I also collect quite a few but my faves are:

1 million

Jasper Conran (women dig this 1)

Kuros

Gucci Envy (my personal fave)


----------



## clarkey

Creed Aventus......imo by far superior to anything on the market.


----------



## Mark_08

vtec- nice list mate, Black XS and Diamonds are quality but not to keen on Boss Aftershaves, I like the bottled Boss the grey top one though.


----------



## David2012

didnt even know there was an intense version

a few of my favourites are

Creed Aventus

Boss bottled

Burberry touch

Chanel platinum

Dolce and gabbana the one

Mugler cologne

Dior homme

Victor rolf antidote


----------



## Mark_08

Freespirit Uk- I also like the Gucci Envy, quality smell.

Clarkey- Creed perfumes are class.


----------



## 2004mark

Boss Baldessarini. Had it a few years ago, reminded me I really should get some more.


----------



## baggsy1436114680

Instead of wasting your time on these well known edt etc readily available in uk stores. just buy a couple of niche fragrances more unique and compliments galore. I have owned over 50 frags alot of niche my most complimented have to creed aventus and dior homme intense (vintage version), currently rocking Millisime imperial also a wonderful summmer frag


----------



## Guest

Hugo Boss Orange or CK one my favs


----------



## David2012

baggsy said:


> Instead of wasting your time on these well known edt etc readily available in uk stores. just buy a couple of niche fragrances more unique and compliments galore.

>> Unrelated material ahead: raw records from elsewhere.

//! Host interop. A host exposes one of its objects to scripts by implementing
//! [`NativeObject`] and binding a [`NativeHandle`] to it in the root environment.
//! Scripts can then read `obj.prop` paths and write them with `set obj.prop = value`.

use rust_decimal::Decimal;
use std::{
    cell::RefCell,
    fmt::{self, Debug, Formatter},
    rc::Rc,
};

use crate::{
    error::{Error, Result},
    runtime::Value,
};

#[derive(Debug, Clone, Copy, PartialEq, Eq)]
pub enum PropertyError {
    /// The object has no property with that name.
    NotFound,
    /// The property exists but does not accept the offered value.
    Rejected,
}

pub trait NativeObject {
    fn type_name(&self) -> &str;

    fn get_property(&self, name: &str) -> Option<HostValue>;

    fn set_property(&mut self, name: &str, value: &Value) -> std::result::Result<(), PropertyError>;
}

/// A property value as the host reports it, before it is wrapped as a script value.
#[derive(Debug, Clone)]
pub enum HostValue {
    Text(String),
    I32(i32),
    I64(i64),
    U32(u32),
    U64(u64),
    Decimal(Decimal),
    Bool(bool),
    Object(NativeHandle),
    /// Any host type scripts cannot see, named for diagnostics.
    Opaque(String),
}

impl TryFrom<HostValue> for Value {
    type Error = Error;

    fn try_from(value: HostValue) -> Result<Value> {
        Ok(match value {
            HostValue::Text(s) => Value::String(s),
            HostValue::I32(n) => Value::Number(Decimal::from(n)),
            HostValue::I64(n) => Value::Number(Decimal::from(n)),
            HostValue::U32(n) => Value::Number(Decimal::from(n)),
            HostValue::U64(n) => Value::Number(Decimal::from(n)),
            HostValue::Decimal(n) => Value::Number(n),
            HostValue::Bool(b) => Value::Boolean(b),
            HostValue::Object(handle) => Value::NativeObject(handle),
            HostValue::Opaque(type_name) => return Err(Error::Conversion(type_name)),
        })
    }
}

impl From<&str> for HostValue {
    fn from(s: &str) -> Self {
        HostValue::Text(s.to_string())
    }
}

impl From<String> for HostValue {
    fn from(s: String) -> Self {
        HostValue::Text(s)
    }
}

impl From<i32> for HostValue {
    fn from(n: i32) -> Self {
        HostValue::I32(n)
    }
}

impl From<i64> for HostValue {
    fn from(n: i64) -> Self {
        HostValue::I64(n)
    }
}

impl From<u32> for HostValue {
    fn from(n: u32) -> Self {
        HostValue::U32(n)
    }
}

impl From<u64> for HostValue {
    fn from(n: u64) -> Self {
        HostValue::U64(n)
    }
}

impl From<Decimal> for HostValue {
    fn from(n: Decimal) -> Self {
        HostValue::Decimal(n)
    }
}

impl From<bool> for HostValue {
    fn from(b: bool) -> Self {
        HostValue::Bool(b)
    }
}

impl From<NativeHandle> for HostValue {
    fn from(handle: NativeHandle) -> Self {
        HostValue::Object(handle)
    }
}

/// Shared reference to a host object. Two handles are equal only if they point at the
/// same object.
#[derive(Clone)]
pub struct NativeHandle(Rc<RefCell<dyn NativeObject>>);

impl NativeHandle {
    pub fn new<T: NativeObject + 'static>(object: T) -> Self {
        NativeHandle(Rc::new(RefCell::new(object)))
    }

    pub fn type_name(&self) -> String {
        self.0.borrow().type_name().to_string()
    }

    pub fn get_property(&self, name: &str) -> Option<HostValue> {
        self.0.borrow().get_property(name)
    }

    pub fn set_property(
        &self,
        name: &str,
        value: &Value,
    ) -> std::result::Result<(), PropertyError> {
        self.0.borrow_mut().set_property(name, value)
    }

    pub fn ptr_eq(&self, other: &NativeHandle) -> bool {
        Rc::ptr_eq(&self.0, &other.0)
    }
}

impl PartialEq for NativeHandle {
    fn eq(&self, other: &Self) -> bool {
        self.ptr_eq(other)
    }
}

impl Debug for NativeHandle {
    fn fmt(&self, f: &mut Formatter<'_>) -> fmt::Result {
        write!(f, "<object:{}>", self.type_name())
    }
}
use clap::{Parser, Subcommand};
use std::path::PathBuf;

#[derive(Parser, Debug)]
#[clap(version, about = "Interpreter for a small scripting language")]
pub struct Args {
    #[command(subcommand)]
    pub command: Commands,
}

#[derive(Subcommand, Debug)]
pub enum Commands {
    /// Run a source file and print its result
    Run {
        /// Path to the source file
        file: PathBuf,
    },

    /// Parse a source file and print the syntax tree
    Check {
        /// Path to the source file to check
        file: PathBuf,
    },

    /// Print the tokens of a source file, one per line
    Tokens {
        /// Path to the source file to scan
        file: PathBuf,
    },

    /// Start an interactive REPL session
    Repl,
}

#[cfg(test)]
mod tests {
    use super::*;

    #[test]
    fn test_subcommands_parse() {
        let args = Args::try_parse_from(["scriptlang", "run", "main.sl"]).unwrap();
        assert!(matches!(args.command, Commands::Run { file } if file == PathBuf::from("main.sl")));

        let args = Args::try_parse_from(["scriptlang", "tokens", "a.sl"]).unwrap();
        assert!(matches!(args.command, Commands::Tokens { .. }));

        let args = Args::try_parse_from(["scriptlang", "repl"]).unwrap();
        assert!(matches!(args.command, Commands::Repl));

        assert!(Args::try_parse_from(["scriptlang", "check"]).is_err());
    }
}
use std::io::BufRead;
use std::path::Path;

use glam::{Vec2, Vec3};

use crate::error::EngineError;

/// Per-corner attribute streams, aligned by index, with no sharing between faces.
#[derive(Debug, Clone, Default, PartialEq)]
pub struct RawStreams {
    pub positions: Vec<Vec3>,
    pub uvs: Vec<Vec2>,
    pub normals: Vec<Vec3>,
}

impl RawStreams {
    #[inline]
    pub fn len(&self) -> usize {
        self.positions.len()
    }

    #[inline]
    pub fn is_empty(&self) -> bool {
        self.positions.is_empty()
    }
}

/// OBJ import options.
#[derive(Debug, Clone)]
pub struct ObjOptions {
    /// Replace `v` with `1 - v` so textures with a top-left origin map correctly.
    pub flip_v: bool,

    /// Uniform scale applied to positions.
    pub scale: f32,
}

impl Default for ObjOptions {
    fn default() -> Self {
        Self {
            flip_v: true,
            scale: 1.0,
        }
    }
}

fn load_options() -> tobj::LoadOptions {
    tobj::LoadOptions {
        single_index: false,
        triangulate: true,
        ignore_points: true,
        ignore_lines: true,
        ..Default::default()
    }
}

/// Loads an OBJ file and expands it into per-corner streams.
///
/// All models in the file are concatenated in file order. Texture coordinates
/// and normals are required.
pub fn load_obj(path: impl AsRef<Path>, options: &ObjOptions) -> Result<RawStreams, EngineError> {
    let path = path.as_ref();
    let (models, _materials) =
        tobj::load_obj(path, &load_options()).map_err(|e| EngineError::asset(path, e))?;

    let streams = expand(path, &models, options)?;
    log::info!(
        "loaded '{}': {} models, {} triangles",
        path.display(),
        models.len(),
        streams.len() / 3
    );
    Ok(streams)
}

/// Parses OBJ text from a reader. Material libraries are not resolved.
pub fn parse_obj<R: BufRead>(
    reader: &mut R,
    options: &ObjOptions,
) -> Result<RawStreams, EngineError> {
    let source = Path::new("<memory>");
    let (models, _materials) = tobj::load_obj_buf(reader, &load_options(), |_| {
        Err(tobj::LoadError::OpenFileFailed)
    })
    .map_err(|e| EngineError::asset(source, e))?;

    expand(source, &models, options)
}

fn expand(
    path: &Path,
    models: &[tobj::Model],
    options: &ObjOptions,
) -> Result<RawStreams, EngineError> {
    let mut out = RawStreams::default();

    for model in models {
        let mesh = &model.mesh;
        let corners = mesh.indices.len();

        if mesh.texcoord_indices.len() != corners {
            return Err(EngineError::asset(
                path,
                format!("model '{}' has no texture coordinates", model.name),
            ));
        }
        if mesh.normal_indices.len() != corners {
            return Err(EngineError::asset(
                path,
                format!("model '{}' has no normals", model.name),
            ));
        }

        out.positions.reserve(corners);
        out.uvs.reserve(corners);
        out.normals.reserve(corners);

        for corner in 0..corners {
            let p = read3(&mesh.positions, mesh.indices[corner])
                .ok_or_else(|| EngineError::asset(path, "position index out of range"))?;
            let t = read2(&mesh.texcoords, mesh.texcoord_indices[corner])
                .ok_or_else(|| EngineError::asset(path, "texcoord index out of range"))?;
            let n = read3(&mesh.normals, mesh.normal_indices[corner])
                .ok_or_else(|| EngineError::asset(path, "normal index out of range"))?;

            let t = if options.flip_v { Vec2::new(t.x, 1.0 - t.y) } else { t };

            out.positions.push(p * options.scale);
            out.uvs.push(t);
            out.normals.push(n);
        }
    }

    Ok(out)
}

fn read3(data: &[f32], index: u32) -> Option<Vec3> {
    let i = index as usize * 3;
    data.get(i..i + 3).map(Vec3::from_slice)
}

fn read2(data: &[f32], index: u32) -> Option<Vec2> {
    let i = index as usize * 2;
    data.get(i..i + 2).map(Vec2::from_slice)
}

#[cfg(test)]
mod tests {
    use super::*;
    use std::io::Cursor;

    const QUAD: &str = "\
v 0 0 0
v 1 0 0
v 1 1 0
v 0 1 0
vt 0 0
vt 1 0
vt 1 1
vt 0 1
vn 0 0 1
f 1/1/1 2/2/1 3/3/1
f 1/1/1 3/3/1 4/4/1
";

    fn parse(src: &str, options: &ObjOptions) -> Result<RawStreams, EngineError> {
        parse_obj(&mut Cursor::new(src.as_bytes()), options)
    }

    #[test]
    fn expands_every_face_corner() {
        let s = parse(QUAD, &ObjOptions { flip_v: false, scale: 1.0 }).unwrap();
        assert_eq!(s.len(), 6);
        assert_eq!(s.uvs.len(), 6);
        assert_eq!(s.normals.len(), 6);
        // Corner 0 and 3 reference the same OBJ vertex but are emitted twice.
        assert_eq!(s.positions[0], s.positions[3]);
        assert_eq!(s.positions[2], Vec3::new(1.0, 1.0, 0.0));
        assert_eq!(s.uvs[5], Vec2::new(0.0, 1.0));
    }

    #[test]
    fn flips_v_and_scales() {
        let s = parse(QUAD, &ObjOptions { flip_v: true, scale: 0.5 }).unwrap();
        assert_eq!(s.uvs[0], Vec2::new(0.0, 1.0));
        assert_eq!(s.uvs[2], Vec2::new(1.0, 0.0));
        assert_eq!(s.positions[2], Vec3::new(0.5, 0.5, 0.0));
    }

    #[test]
    fn quads_are_triangulated() {
        let src = "v 0 0 0\nv 1 0 0\nv 1 1 0\nv 0 1 0\nvt 0 0\nvn 0 0 1\nf 1/1/1 2/1/1 3/1/1 4/1/1\n";
        let s = parse(src, &ObjOptions::default()).unwrap();
        assert_eq!(s.len(), 6);
    }

    #[test]
    fn missing_normals_is_an_asset_error() {
        let src = "v 0 0 0\nv 1 0 0\nv 1 1 0\nvt 0 0\nf 1/1 2/1 3/1\n";
        let err = parse(src, &ObjOptions::default()).unwrap_err();
        assert!(matches!(err, EngineError::AssetLoad { .. }), "{err}");
    }

    #[test]
    fn missing_texcoords_is_an_asset_error() {
        let src = "v 0 0 0\nv 1 0 0\nv 1 1 0\nvn 0 0 1\nf 1//1 2//1 3//1\n";
        let err = parse(src, &ObjOptions::default()).unwrap_err();
        assert!(matches!(err, EngineError::AssetLoad { .. }), "{err}");
        assert!(err.to_string().contains("texture coordinates"), "{err}");
    }

    #[test]
    fn missing_file_is_an_asset_error() {
        let err = load_obj("does/not/exist.obj", &ObjOptions::default()).unwrap_err();
        assert!(matches!(err, EngineError::AssetLoad { .. }));
    }
}
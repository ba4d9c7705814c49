use crate::assets::TextureImage;

/// Sampled 2D texture: a view of the uploaded image and a linear sampler.
/// The view keeps the texture alive.
pub struct GpuTexture {
    view: wgpu::TextureView,
    sampler: wgpu::Sampler,
}

impl GpuTexture {
    /// Texel format of uploaded images. Source pixels are sRGB-encoded.
    pub const FORMAT: wgpu::TextureFormat = wgpu::TextureFormat::Rgba8UnormSrgb;

    /// Creates the texture and copies `image` into mip level 0.
    pub fn upload(
        device: &wgpu::Device,
        queue: &wgpu::Queue,
        label: &str,
        image: &TextureImage,
    ) -> Self {
        let size = wgpu::Extent3d {
            width: image.width,
            height: image.height,
            depth_or_array_layers: 1,
        };

        let texture = device.create_texture(&wgpu::TextureDescriptor {
            label: Some(label),
            size,
            mip_level_count: 1,
            sample_count: 1,
            dimension: wgpu::TextureDimension::D2,
            format: Self::FORMAT,
            usage: wgpu::TextureUsages::TEXTURE_BINDING | wgpu::TextureUsages::COPY_DST,
            view_formats: &[],
        });

        queue.write_texture(
            wgpu::TexelCopyTextureInfo {
                texture: &texture,
                mip_level: 0,
                origin: wgpu::Origin3d::ZERO,
                aspect: wgpu::TextureAspect::All,
            },
            &image.rgba,
            wgpu::TexelCopyBufferLayout {
                offset: 0,
                bytes_per_row: Some(image.bytes_per_row()),
                rows_per_image: Some(image.height),
            },
            size,
        );

        let view = texture.create_view(&wgpu::TextureViewDescriptor::default());

        let sampler = device.create_sampler(&wgpu::SamplerDescriptor {
            label: Some(label),
            address_mode_u: wgpu::AddressMode::Repeat,
            address_mode_v: wgpu::AddressMode::Repeat,
            address_mode_w: wgpu::AddressMode::Repeat,
            mag_filter: wgpu::FilterMode::Linear,
            min_filter: wgpu::FilterMode::Linear,
            mipmap_filter: wgpu::MipmapFilterMode::Nearest,
            ..Default::default()
        });

        Self { view, sampler }
    }

    #[inline]
    pub fn view(&self) -> &wgpu::TextureView {
        &self.view
    }

    #[inline]
    pub fn sampler(&self) -> &wgpu::Sampler {
        &self.sampler
    }
}
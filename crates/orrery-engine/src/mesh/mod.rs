//! CPU-side mesh data.
//!
//! Model loaders emit one attribute triple per face corner with no sharing
//! between faces. The indexer collapses identical triples into a unique vertex
//! array plus an index array, the layout uploaded to the GPU.

mod indexer;
mod vertex;

pub use indexer::{index_vertices, IndexedMesh};
pub use vertex::RawVertex;
/// Initialization parameters for the GPU layer.
#[derive(Debug, Clone)]
pub struct GpuInit {
    /// Prefer an sRGB surface format when available.
    pub prefer_srgb: bool,

    /// Requested present mode. Falls back to `Fifo` when the surface does not
    /// support it.
    pub present_mode: wgpu::PresentMode,

    /// Optional alpha mode preference for the surface.
    ///
    /// If provided but unsupported on the current surface, a supported mode is selected.
    pub alpha_mode: Option<wgpu::CompositeAlphaMode>,

    pub required_features: wgpu::Features,
    pub required_limits: wgpu::Limits,

    /// Desired maximum frame latency for the surface (a hint).
    pub desired_maximum_frame_latency: u32,

    /// Format of the depth buffer that tracks the surface size.
    pub depth_format: wgpu::TextureFormat,

    /// Requested MSAA sample count. Drops to 1 when the adapter cannot
    /// multisample the surface or depth format at this count.
    pub sample_count: u32,
}

impl Default for GpuInit {
    fn default() -> Self {
        Self {
            prefer_srgb: true,
            // V-sync off.
            present_mode: wgpu::PresentMode::Immediate,
            alpha_mode: None,
            required_features: wgpu::Features::empty(),
            required_limits: wgpu::Limits::default(),
            desired_maximum_frame_latency: 2,
            depth_format: wgpu::TextureFormat::Depth24Plus,
            sample_count: 4,
        }
    }
}
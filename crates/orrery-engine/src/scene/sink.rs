use crate::error::EngineError;

use super::composer::ObjectDraw;

/// Drawing collaborator driven by [`FramePlan::submit`](super::FramePlan::submit).
///
/// For each object the composer calls, in order: `bind`, `set_uniforms`,
/// `draw`, `release`. Implementations may rely on that sequence and should
/// reject a `bind` while another object is still bound; attribute layouts
/// differ between programs and must not leak from one object to the next.
pub trait DrawSink {
    /// Selects the object's program and binds its vertex/index buffers.
    fn bind(&mut self, draw: &ObjectDraw) -> Result<(), EngineError>;

    /// Uploads the object's transform uniforms.
    fn set_uniforms(&mut self, draw: &ObjectDraw) -> Result<(), EngineError>;

    /// Issues the draw call with the object's topology.
    fn draw(&mut self, draw: &ObjectDraw) -> Result<(), EngineError>;

    /// Drops the bindings made by `bind`.
    fn release(&mut self, draw: &ObjectDraw) -> Result<(), EngineError>;
}
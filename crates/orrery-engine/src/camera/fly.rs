use std::f32::consts::{FRAC_PI_2, PI};

use glam::{Mat4, Vec3};

use crate::input::{InputFrame, InputState, Key};

/// Fly-camera parameters.
#[derive(Debug, Clone)]
pub struct CameraConfig {
    pub position: Vec3,

    /// Yaw in radians; `PI` looks down -Z.
    pub horizontal_angle: f32,

    /// Pitch in radians.
    pub vertical_angle: f32,

    /// Vertical field of view in degrees.
    pub fov_degrees: f32,

    /// Movement speed in units per second.
    pub speed: f32,

    /// Radians per unit of pointer motion.
    pub mouse_speed: f32,

    pub z_near: f32,
    pub z_far: f32,
}

impl Default for CameraConfig {
    fn default() -> Self {
        Self {
            position: Vec3::new(0.0, 0.0, 5.0),
            horizontal_angle: PI,
            vertical_angle: 0.0,
            fov_degrees: 45.0,
            speed: 3.0,
            mouse_speed: 0.005,
            z_near: 0.1,
            z_far: 100.0,
        }
    }
}

/// Keyboard/mouse camera. Owns the current view and projection matrices.
#[derive(Debug, Clone)]
pub struct FlyCamera {
    config: CameraConfig,
    position: Vec3,
    horizontal_angle: f32,
    vertical_angle: f32,
    view: Mat4,
    projection: Mat4,
}

const FORWARD: [Key; 2] = [Key::ArrowUp, Key::W];
const BACKWARD: [Key; 2] = [Key::ArrowDown, Key::S];
const RIGHT: [Key; 2] = [Key::ArrowRight, Key::D];
const LEFT: [Key; 2] = [Key::ArrowLeft, Key::A];

impl FlyCamera {
    pub fn new(config: CameraConfig, aspect: f32) -> Self {
        let mut camera = Self {
            position: config.position,
            horizontal_angle: config.horizontal_angle,
            vertical_angle: config.vertical_angle,
            view: Mat4::IDENTITY,
            projection: Mat4::IDENTITY,
            config,
        };
        camera.rebuild(aspect);
        camera
    }

    /// Applies this frame's pointer motion and held keys, then rebuilds the matrices.
    pub fn update_from_input(
        &mut self,
        input: &InputState,
        frame: &InputFrame,
        dt: f32,
        aspect: f32,
    ) {
        let (dx, dy) = frame.pointer_delta;
        self.horizontal_angle -= self.config.mouse_speed * dx;
        self.vertical_angle -= self.config.mouse_speed * dy;

        let direction = self.direction();
        let right = self.right();
        let step = dt * self.config.speed;

        if input.any_down(&FORWARD) {
            self.position += direction * step;
        }
        if input.any_down(&BACKWARD) {
            self.position -= direction * step;
        }
        if input.any_down(&RIGHT) {
            self.position += right * step;
        }
        if input.any_down(&LEFT) {
            self.position -= right * step;
        }

        self.rebuild(aspect);
    }

    #[inline]
    pub fn view(&self) -> Mat4 {
        self.view
    }

    #[inline]
    pub fn projection(&self) -> Mat4 {
        self.projection
    }

    #[inline]
    pub fn position(&self) -> Vec3 {
        self.position
    }

    /// Unit look direction from spherical angles.
    pub fn direction(&self) -> Vec3 {
        let (h, v) = (self.horizontal_angle, self.vertical_angle);
        Vec3::new(v.cos() * h.sin(), v.sin(), v.cos() * h.cos())
    }

    fn right(&self) -> Vec3 {
        let h = self.horizontal_angle - FRAC_PI_2;
        Vec3::new(h.sin(), 0.0, h.cos())
    }

    fn rebuild(&mut self, aspect: f32) {
        let direction = self.direction();
        let up = self.right().cross(direction);
        let aspect = if aspect.is_finite() && aspect > 0.0 { aspect } else { 4.0 / 3.0 };

        self.view = Mat4::look_at_rh(self.position, self.position + direction, up);
        self.projection = Mat4::perspective_rh(
            self.config.fov_degrees.to_radians(),
            aspect,
            self.config.z_near,
            self.config.z_far,
        );
    }
}
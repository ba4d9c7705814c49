use std::fmt;
use std::path::PathBuf;

/// Engine error taxonomy.
///
/// None of these are retried. Callers at the application boundary wrap them in
/// `anyhow::Error` and terminate.
#[derive(Debug)]
pub enum EngineError {
    /// Window, adapter, device or surface setup failed before the frame loop.
    Initialization(String),

    /// A mesh, texture or shader source could not be read or decoded.
    AssetLoad { path: PathBuf, reason: String },

    /// The raw attribute streams handed to the indexer are not aligned.
    InputLengthMismatch {
        positions: usize,
        uvs: usize,
        normals: usize,
    },

    /// A draw-time GPU call failed; fatal to the current frame.
    Gpu(String),
}

impl EngineError {
    pub(crate) fn asset(path: impl Into<PathBuf>, reason: impl fmt::Display) -> Self {
        EngineError::AssetLoad {
            path: path.into(),
            reason: reason.to_string(),
        }
    }
}

impl fmt::Display for EngineError {
    fn fmt(&self, f: &mut fmt::Formatter<'_>) -> fmt::Result {
        match self {
            EngineError::Initialization(msg) => write!(f, "initialization failed: {msg}"),
            EngineError::AssetLoad { path, reason } => {
                write!(f, "failed to load asset '{}': {reason}", path.display())
            }
            EngineError::InputLengthMismatch { positions, uvs, normals } => write!(
                f,
                "raw vertex streams differ in length (positions={positions}, uvs={uvs}, normals={normals})"
            ),
            EngineError::Gpu(msg) => write!(f, "gpu error: {msg}"),
        }
    }
}

impl std::error::Error for EngineError {}

#[cfg(test)]
mod tests {
    use super::*;

    #[test]
    fn mismatch_message_names_every_stream() {
        let err = EngineError::InputLengthMismatch { positions: 3, uvs: 2, normals: 3 };
        let msg = err.to_string();
        assert!(msg.contains("positions=3"));
        assert!(msg.contains("uvs=2"));
        assert!(msg.contains("normals=3"));
    }

    #[test]
    fn asset_error_includes_path() {
        let err = EngineError::asset("models/suzanne.obj", "file not found");
        assert_eq!(
            err.to_string(),
            "failed to load asset 'models/suzanne.obj': file not found"
        );
    }
}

I have owned over 50 frags alot of niche my most complimented have to creed aventus and dior homme intense (vintage version), currently rocking Millisime imperial also a wonderful summmer frag


i personally wouldnt buy millisime imperial as sean john unforgivable smells pretty much exactly the same for 1/5th of the pricetag

and personally wasnt blown away with dior homme intense although i know its universally loved

what others do you have ?


----------



## Mark_08

I agree that niche ones are better, however as David 2012 stated, some of the commercial ones do smell exactly like them.

I know the quality is different but when I splashed out £90 on Creed GIT and some douche says aaahhh you got Cool Water on, it ****es me right off.


----------



## Dux

I'm utterly staggered people take after shave so seriously.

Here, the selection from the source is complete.